> **EXERCISE DIRECTIONS**
Using the data below, output the first line and every line after it up to and including the line containing "without stopping the", exactly as written and with nothing added.

> **DATA SHOWN**
::::::::

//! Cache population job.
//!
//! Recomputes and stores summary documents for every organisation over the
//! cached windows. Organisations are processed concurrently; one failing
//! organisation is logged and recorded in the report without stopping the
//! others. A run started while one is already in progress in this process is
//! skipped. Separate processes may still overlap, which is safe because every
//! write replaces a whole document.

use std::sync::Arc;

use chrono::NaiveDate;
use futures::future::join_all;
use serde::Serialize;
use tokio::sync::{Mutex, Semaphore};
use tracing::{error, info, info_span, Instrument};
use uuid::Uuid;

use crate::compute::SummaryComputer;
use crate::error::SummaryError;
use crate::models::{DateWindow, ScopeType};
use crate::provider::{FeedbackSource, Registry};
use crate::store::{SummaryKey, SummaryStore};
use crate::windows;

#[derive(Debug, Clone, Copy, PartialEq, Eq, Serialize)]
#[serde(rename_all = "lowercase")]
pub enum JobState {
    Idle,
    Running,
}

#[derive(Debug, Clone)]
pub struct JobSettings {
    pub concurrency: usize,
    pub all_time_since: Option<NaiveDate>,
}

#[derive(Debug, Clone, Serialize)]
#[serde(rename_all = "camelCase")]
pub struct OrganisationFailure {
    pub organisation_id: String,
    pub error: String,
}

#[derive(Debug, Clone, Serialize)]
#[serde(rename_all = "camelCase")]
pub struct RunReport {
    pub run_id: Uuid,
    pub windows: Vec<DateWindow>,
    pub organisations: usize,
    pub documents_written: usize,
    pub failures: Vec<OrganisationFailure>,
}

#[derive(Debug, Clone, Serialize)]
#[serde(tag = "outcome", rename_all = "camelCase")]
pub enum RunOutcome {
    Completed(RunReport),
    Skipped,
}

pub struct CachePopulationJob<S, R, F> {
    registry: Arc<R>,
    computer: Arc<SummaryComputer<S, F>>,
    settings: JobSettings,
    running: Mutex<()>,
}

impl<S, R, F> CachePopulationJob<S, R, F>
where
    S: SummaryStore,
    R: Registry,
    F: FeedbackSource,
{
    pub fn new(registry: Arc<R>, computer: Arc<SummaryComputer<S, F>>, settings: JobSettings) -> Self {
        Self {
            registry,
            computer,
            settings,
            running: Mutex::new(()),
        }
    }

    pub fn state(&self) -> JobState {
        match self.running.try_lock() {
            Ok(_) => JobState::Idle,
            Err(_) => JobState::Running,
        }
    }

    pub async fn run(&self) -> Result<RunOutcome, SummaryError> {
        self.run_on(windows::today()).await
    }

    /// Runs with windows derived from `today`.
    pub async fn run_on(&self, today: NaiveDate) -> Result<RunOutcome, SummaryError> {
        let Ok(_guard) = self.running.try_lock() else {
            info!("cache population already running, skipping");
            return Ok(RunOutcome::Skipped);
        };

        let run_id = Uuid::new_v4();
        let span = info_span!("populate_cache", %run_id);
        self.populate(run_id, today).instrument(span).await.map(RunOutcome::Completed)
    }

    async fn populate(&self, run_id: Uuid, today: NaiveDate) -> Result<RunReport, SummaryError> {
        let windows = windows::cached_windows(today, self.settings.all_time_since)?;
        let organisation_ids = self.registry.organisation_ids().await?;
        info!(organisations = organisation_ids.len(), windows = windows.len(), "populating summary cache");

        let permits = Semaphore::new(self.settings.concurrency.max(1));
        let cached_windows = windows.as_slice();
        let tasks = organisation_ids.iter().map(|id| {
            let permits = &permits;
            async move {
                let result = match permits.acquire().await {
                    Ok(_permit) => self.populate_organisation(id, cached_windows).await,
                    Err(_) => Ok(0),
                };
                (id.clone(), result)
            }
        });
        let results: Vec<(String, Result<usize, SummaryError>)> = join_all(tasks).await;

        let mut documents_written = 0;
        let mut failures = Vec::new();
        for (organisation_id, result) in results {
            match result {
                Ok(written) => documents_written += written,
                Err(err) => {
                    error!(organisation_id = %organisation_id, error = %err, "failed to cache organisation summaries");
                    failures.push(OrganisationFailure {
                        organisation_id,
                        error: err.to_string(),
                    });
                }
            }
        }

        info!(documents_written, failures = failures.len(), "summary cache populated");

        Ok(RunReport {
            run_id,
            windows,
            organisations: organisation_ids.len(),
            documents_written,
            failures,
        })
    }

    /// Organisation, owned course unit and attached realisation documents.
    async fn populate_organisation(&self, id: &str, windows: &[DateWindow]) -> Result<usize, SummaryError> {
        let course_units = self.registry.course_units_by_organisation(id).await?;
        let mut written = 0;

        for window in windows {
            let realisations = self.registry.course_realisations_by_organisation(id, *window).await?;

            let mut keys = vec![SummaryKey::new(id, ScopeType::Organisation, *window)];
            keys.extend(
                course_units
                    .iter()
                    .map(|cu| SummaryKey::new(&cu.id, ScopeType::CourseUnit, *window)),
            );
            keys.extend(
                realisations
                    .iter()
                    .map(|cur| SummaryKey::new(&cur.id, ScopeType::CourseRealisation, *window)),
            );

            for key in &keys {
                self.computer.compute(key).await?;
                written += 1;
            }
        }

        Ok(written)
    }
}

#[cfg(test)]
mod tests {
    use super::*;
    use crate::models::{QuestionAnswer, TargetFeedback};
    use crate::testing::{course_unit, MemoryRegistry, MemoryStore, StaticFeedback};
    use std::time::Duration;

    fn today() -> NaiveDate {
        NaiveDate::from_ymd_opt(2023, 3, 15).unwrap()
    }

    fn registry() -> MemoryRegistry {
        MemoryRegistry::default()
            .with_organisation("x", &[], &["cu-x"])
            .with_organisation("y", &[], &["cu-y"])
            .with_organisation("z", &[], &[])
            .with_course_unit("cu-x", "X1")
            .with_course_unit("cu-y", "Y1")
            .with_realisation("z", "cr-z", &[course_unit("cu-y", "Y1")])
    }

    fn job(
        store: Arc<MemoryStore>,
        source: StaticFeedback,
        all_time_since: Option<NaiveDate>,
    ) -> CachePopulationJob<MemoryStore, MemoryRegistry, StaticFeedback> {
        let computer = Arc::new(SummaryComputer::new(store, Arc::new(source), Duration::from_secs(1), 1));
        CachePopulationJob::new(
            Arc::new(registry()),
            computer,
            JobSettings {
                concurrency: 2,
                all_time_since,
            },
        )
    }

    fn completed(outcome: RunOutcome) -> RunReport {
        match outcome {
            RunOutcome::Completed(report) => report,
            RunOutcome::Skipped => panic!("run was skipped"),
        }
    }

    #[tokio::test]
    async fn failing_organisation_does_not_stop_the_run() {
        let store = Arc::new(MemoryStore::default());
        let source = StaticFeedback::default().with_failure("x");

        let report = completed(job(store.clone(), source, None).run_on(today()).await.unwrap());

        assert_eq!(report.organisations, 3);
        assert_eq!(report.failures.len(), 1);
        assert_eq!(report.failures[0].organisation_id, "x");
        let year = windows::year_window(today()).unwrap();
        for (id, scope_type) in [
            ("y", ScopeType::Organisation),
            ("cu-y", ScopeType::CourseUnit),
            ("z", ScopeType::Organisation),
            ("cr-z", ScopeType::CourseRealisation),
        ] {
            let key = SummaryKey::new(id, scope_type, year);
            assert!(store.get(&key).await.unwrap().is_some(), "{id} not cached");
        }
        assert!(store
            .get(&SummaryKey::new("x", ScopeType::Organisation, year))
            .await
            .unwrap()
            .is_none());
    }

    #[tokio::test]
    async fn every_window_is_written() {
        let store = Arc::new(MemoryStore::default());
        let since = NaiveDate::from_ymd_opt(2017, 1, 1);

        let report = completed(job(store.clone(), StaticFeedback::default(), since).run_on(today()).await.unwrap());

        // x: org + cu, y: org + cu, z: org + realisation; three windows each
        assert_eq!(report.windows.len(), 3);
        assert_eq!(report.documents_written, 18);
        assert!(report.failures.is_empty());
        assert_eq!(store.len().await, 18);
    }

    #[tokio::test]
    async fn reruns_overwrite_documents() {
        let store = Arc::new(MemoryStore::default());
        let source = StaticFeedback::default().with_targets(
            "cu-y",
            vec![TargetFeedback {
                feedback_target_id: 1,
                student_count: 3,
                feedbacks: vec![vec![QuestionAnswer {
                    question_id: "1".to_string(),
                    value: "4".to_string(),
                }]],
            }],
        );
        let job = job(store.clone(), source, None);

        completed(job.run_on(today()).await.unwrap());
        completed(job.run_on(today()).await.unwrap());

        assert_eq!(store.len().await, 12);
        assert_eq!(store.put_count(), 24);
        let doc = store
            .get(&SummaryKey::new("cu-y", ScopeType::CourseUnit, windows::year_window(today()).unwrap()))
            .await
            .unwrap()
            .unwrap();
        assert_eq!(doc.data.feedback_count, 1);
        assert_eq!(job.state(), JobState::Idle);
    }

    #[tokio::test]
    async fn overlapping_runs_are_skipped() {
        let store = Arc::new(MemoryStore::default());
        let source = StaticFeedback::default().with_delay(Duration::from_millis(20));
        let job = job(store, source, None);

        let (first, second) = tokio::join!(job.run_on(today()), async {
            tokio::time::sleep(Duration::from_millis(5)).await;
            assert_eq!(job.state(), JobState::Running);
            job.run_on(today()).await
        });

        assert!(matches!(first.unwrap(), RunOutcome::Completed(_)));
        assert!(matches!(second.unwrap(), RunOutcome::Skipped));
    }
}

::::::::

> **WRITTEN SOLUTION**
//! Cache population job.
//!
//! Recomputes and stores summary documents for every organisation over the
//! cached windows. Organisations are processed concurrently; one failing
//! organisation is logged and recorded in the report without stopping the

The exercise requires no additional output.